When You Care Enough to Send the Very Best


The holidays are approaching and I’m getting my cards assembled. It’s mostly people age 50 and over who send greeting cards today. Younger people rely on WiFi to send their messages. Hallmark, American Greetings and other companies have online cards that can be personalized with music and all sorts of gimmicks.

I love sending cards, and have lots of grandchildren, relatives and friends like me who use the mail. It does get to be expensive. Still, there is nothing like receiving a card. It’s like a gift amid all the bills and circulars. It can be displayed and enjoyed again before recycling. Sometimes the sender encloses a note, and that makes it more special.

The cost of cards has escalated. American Greetings and Hallmark cards are priced between $3 and $5 and up. Often cards are more expensive than the gift! Even more pricey are the musical greetings with tiny batteries. They belt out melodies from bands or groups like the Beatles. You can usually find music from a particular era. I recently sent one to my grandson with a saxophone noodling “Happy Birthday.” He plays the sax in a jazz band. I laugh every time I hear the “La Cucaracha” card I saved. The battery is still going strong, and I love hearing the tinny trumpets in the mariachi trio.

I save particular cards with handwritten messages. Most of my cards are recycled, but I do keep the more meaningful ones. I’m not into overly sentimental prose and I hate the pedantic ones with flowery verse. I like the message to have a bite with a bit of sarcasm. Old age jokes get me laughing every time. Give me firemen hosing all the candles down on a birthday cake and I’m happy.

I am an inveterate card shopper and mail multiple cards every year. Birthday, graduation, get well, sympathy, thank you – the list goes on. This does not include holiday greetings and Christmas cards, so it gets to be an expensive practice. I do check out the dollar stores as they feature many of the top brands.

There’s also the environment to worry about. I recycle all paper products, but then there are the trees to think of. Computers were supposed to put a dent in our use of paper, but I seem to be using more of it than ever. I did some research and discovered the use of paper has increased in the age of technology. In the last 20 years, it’s gone from 92 million tons to 208 million tons. It has more than doubled in the U.S. Granted, we are recycling more than we did 20 years ago. Hmm, maybe those electronic cards you can send on the internet aren’t such a bad idea.

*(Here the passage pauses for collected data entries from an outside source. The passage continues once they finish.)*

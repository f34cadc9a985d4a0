//! gen-forge CLI entry point.
//!
//! Initializes logging and delegates to the CLI module for command handling.

use tracing_subscriber::{fmt, prelude::*, EnvFilter};

#[tokio::main]
async fn main() -> anyhow::Result<()> {
    // Parse CLI arguments first to get log_level
    let cli = gen_forge::cli::parse_cli();

    // Priority: RUST_LOG env var > --log-level CLI arg > default "info"
    let log_filter = std::env::var("RUST_LOG").unwrap_or_else(|_| cli.log_level.clone());

    // Logs go to stderr so text results on stdout stay clean
    tracing_subscriber::registry()
        .with(fmt::layer().with_writer(std::io::stderr))
        .with(EnvFilter::try_from_default_env().unwrap_or_else(|_| EnvFilter::new(&log_filter)))
        .init();

    let code = gen_forge::cli::run_with_cli(cli).await?;
    if code != 0 {
        std::process::exit(code);
    }
    Ok(())
}
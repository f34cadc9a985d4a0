//! Generation requests and job identity.

use serde::{Deserialize, Serialize};
use uuid::Uuid;

/// What kind of result a job is expected to produce.
#[derive(Debug, Clone, Copy, PartialEq, Eq, Hash, Serialize, Deserialize)]
#[serde(rename_all = "snake_case")]
pub enum Mode {
    /// The engine writes its result to standard output.
    Text,
    /// The engine writes a file named after the artifact pattern.
    Artifact,
}

impl Mode {
    /// Returns the lowercase label used in logs, metrics and config keys.
    pub fn as_str(&self) -> &'static str {
        match self {
            Mode::Text => "text",
            Mode::Artifact => "artifact",
        }
    }

    /// Returns true if this mode produces a file artifact.
    pub fn produces_artifact(&self) -> bool {
        matches!(self, Mode::Artifact)
    }
}

impl Default for Mode {
    fn default() -> Self {
        Self::Text
    }
}

impl std::fmt::Display for Mode {
    fn fmt(&self, f: &mut std::fmt::Formatter<'_>) -> std::fmt::Result {
        write!(f, "{}", self.as_str())
    }
}

impl std::str::FromStr for Mode {
    type Err = String;

    fn from_str(s: &str) -> Result<Self, Self::Err> {
        match s.to_lowercase().as_str() {
            "text" | "code" => Ok(Mode::Text),
            "artifact" | "video" => Ok(Mode::Artifact),
            other => Err(format!("Unknown mode: {}", other)),
        }
    }
}

/// A single request handed to the orchestrator by a transport.
#[derive(Debug, Clone, PartialEq, Eq, Serialize, Deserialize)]
pub struct GenerationRequest {
    /// Free-text prompt, passed to the engine verbatim.
    pub prompt: String,
    /// Expected result kind.
    pub mode: Mode,
}

impl GenerationRequest {
    pub fn new(prompt: impl Into<String>, mode: Mode) -> Self {
        Self {
            prompt: prompt.into(),
            mode,
        }
    }

    pub fn text(prompt: impl Into<String>) -> Self {
        Self::new(prompt, Mode::Text)
    }

    pub fn artifact(prompt: impl Into<String>) -> Self {
        Self::new(prompt, Mode::Artifact)
    }
}

/// Correlation identifier assigned to every job at facade entry.
#[derive(Debug, Clone, PartialEq, Eq, Hash, Serialize, Deserialize)]
pub struct JobId(String);

impl JobId {
    /// Generates a fresh random job id.
    pub fn generate() -> Self {
        Self(format!("job-{}", Uuid::new_v4()))
    }

    pub fn as_str(&self) -> &str {
        &self.0
    }
}

impl std::fmt::Display for JobId {
    fn fmt(&self, f: &mut std::fmt::Formatter<'_>) -> std::fmt::Result {
        f.write_str(&self.0)
    }
}
//! Orchestration facade - the single entry point transports call.

use std::sync::Arc;
use std::time::Instant;

use tracing::{error, info, warn};

use super::artifact::ArtifactResolver;
use super::config::JobConfig;
use super::invoker::{EngineInvoker, Invocation, ProcessInvoker, JOB_ID_ENV, OUTPUT_DIR_ENV};
use super::outcome::{FailureKind, JobFailure, Outcome, OutcomeClassifier};
use super::workspace::JobWorkspace;
use super::{GenerationRequest, JobId, Mode};
use crate::error::ConfigError;
use crate::metrics;

/// Runs generation jobs.
///
/// Cheap to clone and safe to share between concurrent callers; each job
/// gets its own workspace, so jobs never see each other's artifacts.
#[derive(Clone)]
pub struct JobOrchestrator {
    config: Arc<JobConfig>,
    invoker: Arc<dyn ProcessInvoker>,
    classifier: OutcomeClassifier,
}

impl JobOrchestrator {
    /// Creates an orchestrator that launches the configured engine.
    pub fn new(config: JobConfig) -> Result<Self, ConfigError> {
        let invoker = EngineInvoker::new(config.engine.clone());
        Self::with_invoker(config, Arc::new(invoker))
    }

    /// Creates an orchestrator with a custom invoker.
    pub fn with_invoker(
        config: JobConfig,
        invoker: Arc<dyn ProcessInvoker>,
    ) -> Result<Self, ConfigError> {
        config.validate()?;
        let classifier = OutcomeClassifier::new(ArtifactResolver::for_naming(&config.artifact)?);
        Ok(Self {
            config: Arc::new(config),
            invoker,
            classifier,
        })
    }

    pub fn config(&self) -> &JobConfig {
        &self.config
    }

    /// Runs one job and returns exactly one outcome. Never retries.
    pub async fn run_generation_job(&self, prompt: &str, mode: Mode) -> Outcome {
        let job_id = JobId::generate();
        let start = Instant::now();

        info!(
            "Starting {} job {} ({} chars of prompt)",
            mode,
            job_id,
            prompt.chars().count()
        );
        metrics::job_started();

        let outcome = self.execute(&job_id, prompt, mode).await;
        let duration = start.elapsed();
        metrics::job_finished(mode, &outcome, duration);

        match &outcome {
            Outcome::Text(text) => {
                info!("Job {} produced {} bytes of text in {:?}", job_id, text.len(), duration)
            }
            Outcome::Artifact(artifact) => match artifact.produced_at() {
                Some(stamp) => info!(
                    "Job {} produced {} (stamped {}) in {:?}",
                    job_id,
                    artifact.path.display(),
                    stamp,
                    duration
                ),
                None => info!(
                    "Job {} produced {} in {:?}",
                    job_id,
                    artifact.path.display(),
                    duration
                ),
            },
            Outcome::Failure(failure) => {
                error!("Job {} failed after {:?}: {}", job_id, duration, failure)
            }
        }

        outcome
    }

    /// Runs a request. Same as [`Self::run_generation_job`].
    pub async fn run(&self, request: &GenerationRequest) -> Outcome {
        self.run_generation_job(&request.prompt, request.mode).await
    }

    async fn execute(&self, job_id: &JobId, prompt: &str, mode: Mode) -> Outcome {
        let workspace = match JobWorkspace::create(
            &self.config.jobs_root,
            job_id,
            self.config.retain_workspaces,
        ) {
            Ok(workspace) => Arc::new(workspace),
            Err(e) => {
                return Outcome::Failure(JobFailure::new(
                    FailureKind::SpawnFailure,
                    format!("could not prepare job workspace: {}", e),
                    String::new(),
                ));
            }
        };

        let work_dir = workspace.path().to_path_buf();
        let invocation = Invocation::new(
            prompt,
            mode,
            &work_dir,
            self.config.timeouts.for_mode(mode),
        )
        .with_env(JOB_ID_ENV, job_id.as_str())
        .with_env(OUTPUT_DIR_ENV, work_dir.to_string_lossy());

        let result = self.invoker.invoke(&invocation).await;

        let fallback_dir = work_dir.join(&self.config.fallback_subdir);
        let outcome = self
            .classifier
            .classify(mode, result, &work_dir, &fallback_dir);

        match outcome {
            Outcome::Artifact(artifact) => Outcome::Artifact(artifact.with_workspace(workspace)),
            other => {
                if workspace.is_retained() {
                    warn!("Keeping workspace {} for inspection", work_dir.display());
                }
                other
            }
        }
    }
}

impl std::fmt::Debug for JobOrchestrator {
    fn fmt(&self, f: &mut std::fmt::Formatter<'_>) -> std::fmt::Result {
        f.debug_struct("JobOrchestrator")
            .field("config", &self.config)
            .finish_non_exhaustive()
    }
}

There are greeting cards made from recycled paper, and I try to buy them when shopping. I have noticed mission statements on the back of cards I’ve purchased. They run the gamut from “this card was made on recycled paper” to “this card was made with paper from well-managed forests.” Recently I received a card that goes a step farther. Besides a sustainable forest initiative statement and a “made in the USA” stamp, things got serious. The back of the card read, “Made from vegetable inks on acid-free, recycled, chlorine-free paper which produces no dioxins in the mill waste. A safe press wash avoids the most toxic part of printing. Our printing uses wind-generated electric power.”

Wow! I was stunned by all those words. I’m not a crunchy granola tree hugger, but I’m not against trying to save the environment either. I went on the Borealis card website and was impressed. They endeavor to operate a business in Maine that helps the economy and helps save paper and energy. I liked this company’s mission and no-nonsense approach. I certainly want to help in any little way I can to avoid deforestation of the planet. Besides, their cards were clever, with old black and white photographs. The company employed local people to make them. The cards were also in a competitive price range. I now have a new window of opportunity to spend some more money.

Christmas is coming, and I will need cards for the holidays. Who knew buying greeting cards could be so complicated?

Kathleen Donnelly lives in Beach Haven Terrace.